Mounting the VSS snapshot
It is a little known thing but you can mount a VSS disk shadow copy as a drive and copy files out with your favourite file copy commands. The primary reason for doing this is when restoring large VSS snapshots you are likely to hit some errors (Error, cannot copy file: or Access Denied) which have been hiding in the file system. When the VSS client application that exposes the Previous Versions tab hits and error there is no “skip”, it just stops dead where it was. Not good when you have 100’s of gigs worth of data to restore.
1. Browse to the shared folder through the network, e.g. \\server\d$\data\
2. Right click on the folder and click on “properties”.
3. In the previous versions tab, select the snapshot that doesn’t contain the encrypted files (might require some checking to find a snapshot that is good) and click on “View”.
4. In the explorer window, right click anywhere in the explorer window that opens and click on properties.
4. In the properties window, select the entire contents of the “Location:” path, then copy and paste it. Note that what shows in the location area and what gets copied into the clipboard aren’t necessarily one and the same, we noted different behaviours on Win2K3 and Win2K3 R2 (who thought these OS’s were still out there!). Regardless, mapping a drive to the copied and pasted text works just fine.
5. Map the drive to the copied location ( Tools > Map network drive).

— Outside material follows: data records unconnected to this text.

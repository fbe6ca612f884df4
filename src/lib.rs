#![cfg_attr(not(test), no_std)]

#[macro_use]
mod log;

mod error;

pub mod config;
pub mod device;
pub mod interface;
pub mod params;
pub mod registers;

pub use crate::config::{Config, ConnectionSettings};
pub use crate::device::{Ls7366r, StatusSnapshot};
pub use crate::error::{DriverError, DriverResult, Error, Result};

6. Copy out the contents of the VSS on top of the effected folder.
Example: xcopy “X:\09 Projects” “D:\Data\Public\09 Projects” /e /c /r /u /y /f >Xcopy20140116FileRestoreFromVSS.txt
Tools, references and resources
- Scan files for suspected encryption http://omnispear.com/tools/cryptolocker-scan-tool
- xcopy commands and switches http://support.microsoft.com/kb/289483
- Wikipedia page on CryptoLocker http://en.wikipedia.org/wiki/Cryptolocker
- List of file types it encrypts:
*.odt, *.ods, *.odp, *.odm, *.odc, *.odb, *.doc, *.docx, *.docm, *.wps, *.xls, *.xlsx, *.xlsm, *.xlsb, *.xlk, *.ppt, *.pptx, *.pptm, *.mdb, *.accdb, *.pst, *.dwg, *.dxf, *.dxg, *.wpd, *.rtf, *.wb2, *.mdf, *.dbf, *.psd, *.pdd, *.pdf, *.eps, *.ai, *.indd, *.cdr, *.jpg, *.jpe, *.jpg, *.dng, *.3fr, *.arw, *.srf, *.sr2, *.bay, *.crw, *.cr2, *.dcr, *.kdc, *.erf, *.mef, *.mrw, *.nef, *.nrw, *.orf, *.raf, *.raw, *.rwl, *.rw2, *.r3d, *.ptx, *.pef, *.srw, *.x3f, *.der, *.cer, *.crt, *.pem, *.pfx, *.p12, *.p7b, *.p7c
- Preventing the infection by blocking exe’s running from the App Data folder: http://community.spiceworks.com/topic/389016-need-help-with-gpo-to-block-exe-s-in-appdata-folder
…And some tools that didn’t help
- Mount VSS Snapshots as a drive – didn’t function as expected. Perhaps I was expecting more than I should have from it. My simple method (I didn’t find any other reference but there must be someone somewhere who can claim provenance.
- Script to assign a drive letter to a VSS Shadow copy – didn’t get time to check this out fully.
Ultimately the customer spent more with us fixing the the infection than paying the $300 to have the encryption removed by the criminals. If it were my money, would I have done the same? Yes. Every time.